▶ **To do**:
From the records below, take each line where the string "SnapshotStatus" shows up and copy it.
---------------
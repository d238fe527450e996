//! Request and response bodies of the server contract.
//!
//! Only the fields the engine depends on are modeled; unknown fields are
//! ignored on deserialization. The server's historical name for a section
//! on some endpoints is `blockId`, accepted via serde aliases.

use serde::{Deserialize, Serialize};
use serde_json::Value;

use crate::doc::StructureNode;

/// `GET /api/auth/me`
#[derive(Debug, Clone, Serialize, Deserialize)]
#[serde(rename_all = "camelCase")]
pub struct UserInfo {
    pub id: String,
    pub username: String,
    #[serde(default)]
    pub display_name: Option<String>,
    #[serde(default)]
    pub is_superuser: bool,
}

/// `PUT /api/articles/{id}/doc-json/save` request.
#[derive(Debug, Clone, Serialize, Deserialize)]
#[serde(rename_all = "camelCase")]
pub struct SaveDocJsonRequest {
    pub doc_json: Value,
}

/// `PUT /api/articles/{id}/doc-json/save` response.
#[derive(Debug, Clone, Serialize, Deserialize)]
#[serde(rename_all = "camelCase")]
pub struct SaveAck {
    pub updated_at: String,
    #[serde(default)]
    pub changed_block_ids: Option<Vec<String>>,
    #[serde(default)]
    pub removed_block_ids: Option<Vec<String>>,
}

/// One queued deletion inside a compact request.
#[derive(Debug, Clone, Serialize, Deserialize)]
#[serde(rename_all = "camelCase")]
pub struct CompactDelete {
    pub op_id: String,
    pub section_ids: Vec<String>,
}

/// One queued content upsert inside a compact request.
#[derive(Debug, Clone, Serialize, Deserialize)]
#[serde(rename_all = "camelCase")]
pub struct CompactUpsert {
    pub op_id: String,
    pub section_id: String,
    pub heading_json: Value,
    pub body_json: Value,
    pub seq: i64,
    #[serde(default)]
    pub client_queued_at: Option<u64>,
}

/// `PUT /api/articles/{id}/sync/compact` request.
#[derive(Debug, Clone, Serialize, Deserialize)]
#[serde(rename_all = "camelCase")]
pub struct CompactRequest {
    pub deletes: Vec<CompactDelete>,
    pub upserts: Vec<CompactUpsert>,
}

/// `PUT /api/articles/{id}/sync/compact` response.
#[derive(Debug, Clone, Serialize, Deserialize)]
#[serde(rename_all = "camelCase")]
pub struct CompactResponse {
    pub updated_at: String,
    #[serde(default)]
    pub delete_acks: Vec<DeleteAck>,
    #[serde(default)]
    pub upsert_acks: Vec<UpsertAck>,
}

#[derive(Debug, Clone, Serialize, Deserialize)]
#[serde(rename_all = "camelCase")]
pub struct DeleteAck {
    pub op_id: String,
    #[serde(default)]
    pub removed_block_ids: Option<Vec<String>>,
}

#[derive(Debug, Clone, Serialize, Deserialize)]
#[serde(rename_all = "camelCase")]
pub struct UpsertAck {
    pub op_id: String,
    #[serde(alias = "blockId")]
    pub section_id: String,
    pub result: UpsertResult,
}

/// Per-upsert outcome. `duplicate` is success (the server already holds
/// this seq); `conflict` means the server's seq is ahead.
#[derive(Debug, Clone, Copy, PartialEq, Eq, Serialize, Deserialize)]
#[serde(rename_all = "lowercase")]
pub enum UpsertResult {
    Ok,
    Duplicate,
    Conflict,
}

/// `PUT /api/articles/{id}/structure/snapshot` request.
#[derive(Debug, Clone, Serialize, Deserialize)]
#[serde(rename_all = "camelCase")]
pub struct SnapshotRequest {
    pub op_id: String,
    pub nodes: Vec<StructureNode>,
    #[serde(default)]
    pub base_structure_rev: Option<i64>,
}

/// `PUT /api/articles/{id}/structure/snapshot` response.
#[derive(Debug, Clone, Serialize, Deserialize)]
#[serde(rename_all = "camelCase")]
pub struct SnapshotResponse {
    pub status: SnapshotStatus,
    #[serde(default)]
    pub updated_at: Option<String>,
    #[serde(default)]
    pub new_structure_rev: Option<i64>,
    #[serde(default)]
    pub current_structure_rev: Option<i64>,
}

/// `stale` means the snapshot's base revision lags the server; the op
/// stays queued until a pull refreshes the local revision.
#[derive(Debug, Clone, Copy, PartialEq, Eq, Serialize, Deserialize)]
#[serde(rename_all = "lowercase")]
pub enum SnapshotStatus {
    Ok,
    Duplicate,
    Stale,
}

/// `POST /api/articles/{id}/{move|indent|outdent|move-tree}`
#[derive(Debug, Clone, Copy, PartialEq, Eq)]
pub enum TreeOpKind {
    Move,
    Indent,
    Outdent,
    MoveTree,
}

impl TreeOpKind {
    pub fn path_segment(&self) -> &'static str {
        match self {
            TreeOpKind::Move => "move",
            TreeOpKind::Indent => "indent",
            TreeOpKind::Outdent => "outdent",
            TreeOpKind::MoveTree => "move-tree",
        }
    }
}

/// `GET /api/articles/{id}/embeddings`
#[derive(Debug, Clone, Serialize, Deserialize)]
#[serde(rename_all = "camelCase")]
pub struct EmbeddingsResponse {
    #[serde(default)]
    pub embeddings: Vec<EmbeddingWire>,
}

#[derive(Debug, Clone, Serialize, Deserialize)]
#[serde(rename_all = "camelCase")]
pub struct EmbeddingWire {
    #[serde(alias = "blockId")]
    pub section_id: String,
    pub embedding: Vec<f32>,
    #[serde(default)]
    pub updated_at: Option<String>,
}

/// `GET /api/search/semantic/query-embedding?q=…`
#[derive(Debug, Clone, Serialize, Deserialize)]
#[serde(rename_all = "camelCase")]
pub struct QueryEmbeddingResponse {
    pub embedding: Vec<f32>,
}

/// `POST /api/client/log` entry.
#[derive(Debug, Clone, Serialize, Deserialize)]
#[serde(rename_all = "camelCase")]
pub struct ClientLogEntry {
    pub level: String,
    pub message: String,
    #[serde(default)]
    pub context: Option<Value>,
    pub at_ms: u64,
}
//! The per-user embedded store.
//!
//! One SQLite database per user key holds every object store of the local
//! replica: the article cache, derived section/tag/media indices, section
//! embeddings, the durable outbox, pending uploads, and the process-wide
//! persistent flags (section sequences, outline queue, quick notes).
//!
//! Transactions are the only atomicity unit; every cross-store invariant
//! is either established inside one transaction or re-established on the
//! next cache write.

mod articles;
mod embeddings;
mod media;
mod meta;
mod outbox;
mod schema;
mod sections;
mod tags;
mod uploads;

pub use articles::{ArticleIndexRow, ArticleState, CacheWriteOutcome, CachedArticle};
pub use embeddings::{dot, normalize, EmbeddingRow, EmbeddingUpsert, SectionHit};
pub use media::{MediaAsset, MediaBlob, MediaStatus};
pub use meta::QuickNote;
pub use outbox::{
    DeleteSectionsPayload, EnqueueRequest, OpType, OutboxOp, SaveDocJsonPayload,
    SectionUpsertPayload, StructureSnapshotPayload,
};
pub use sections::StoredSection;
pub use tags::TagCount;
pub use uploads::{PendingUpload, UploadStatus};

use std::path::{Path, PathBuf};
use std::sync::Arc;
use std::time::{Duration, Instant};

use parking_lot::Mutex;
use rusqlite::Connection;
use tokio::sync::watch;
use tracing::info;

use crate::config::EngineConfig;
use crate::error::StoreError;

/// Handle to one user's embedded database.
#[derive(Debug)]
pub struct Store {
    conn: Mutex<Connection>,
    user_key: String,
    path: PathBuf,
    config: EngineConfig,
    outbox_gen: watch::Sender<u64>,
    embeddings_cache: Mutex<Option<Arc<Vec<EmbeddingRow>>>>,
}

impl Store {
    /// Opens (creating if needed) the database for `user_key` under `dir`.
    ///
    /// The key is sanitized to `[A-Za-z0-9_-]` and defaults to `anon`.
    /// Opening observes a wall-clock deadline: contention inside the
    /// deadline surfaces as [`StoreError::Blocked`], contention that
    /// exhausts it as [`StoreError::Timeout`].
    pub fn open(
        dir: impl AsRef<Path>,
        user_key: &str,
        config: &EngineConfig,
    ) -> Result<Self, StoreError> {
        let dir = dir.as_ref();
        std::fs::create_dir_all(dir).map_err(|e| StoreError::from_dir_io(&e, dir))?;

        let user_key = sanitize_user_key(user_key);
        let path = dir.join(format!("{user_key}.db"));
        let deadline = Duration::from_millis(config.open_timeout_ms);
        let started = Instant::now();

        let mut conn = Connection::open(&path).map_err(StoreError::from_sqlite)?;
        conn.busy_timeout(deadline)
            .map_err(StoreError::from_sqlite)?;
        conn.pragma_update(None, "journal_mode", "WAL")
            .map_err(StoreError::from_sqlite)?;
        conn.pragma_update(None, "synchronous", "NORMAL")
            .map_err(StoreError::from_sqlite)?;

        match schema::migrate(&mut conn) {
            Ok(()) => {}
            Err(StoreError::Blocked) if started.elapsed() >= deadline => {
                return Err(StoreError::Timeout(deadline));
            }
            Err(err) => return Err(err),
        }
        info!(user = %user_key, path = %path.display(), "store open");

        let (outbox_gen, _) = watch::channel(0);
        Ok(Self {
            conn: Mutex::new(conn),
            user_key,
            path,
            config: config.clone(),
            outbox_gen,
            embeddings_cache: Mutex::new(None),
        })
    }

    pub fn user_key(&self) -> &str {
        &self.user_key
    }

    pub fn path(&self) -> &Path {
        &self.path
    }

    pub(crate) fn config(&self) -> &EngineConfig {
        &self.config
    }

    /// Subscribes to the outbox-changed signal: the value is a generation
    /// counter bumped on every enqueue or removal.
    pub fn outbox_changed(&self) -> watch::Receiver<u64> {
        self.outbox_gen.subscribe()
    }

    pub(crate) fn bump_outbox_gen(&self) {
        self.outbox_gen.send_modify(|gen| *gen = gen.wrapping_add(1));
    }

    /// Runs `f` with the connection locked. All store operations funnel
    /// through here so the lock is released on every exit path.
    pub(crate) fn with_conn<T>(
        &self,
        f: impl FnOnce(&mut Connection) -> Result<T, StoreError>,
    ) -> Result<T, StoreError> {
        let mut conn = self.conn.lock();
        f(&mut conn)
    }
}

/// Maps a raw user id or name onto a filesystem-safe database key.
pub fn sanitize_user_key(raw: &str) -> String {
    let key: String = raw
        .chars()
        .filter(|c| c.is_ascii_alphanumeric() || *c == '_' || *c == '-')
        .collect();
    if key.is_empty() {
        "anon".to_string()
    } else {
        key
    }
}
---------------
▶ **Output**:
    pub status: SnapshotStatus,
pub enum SnapshotStatus {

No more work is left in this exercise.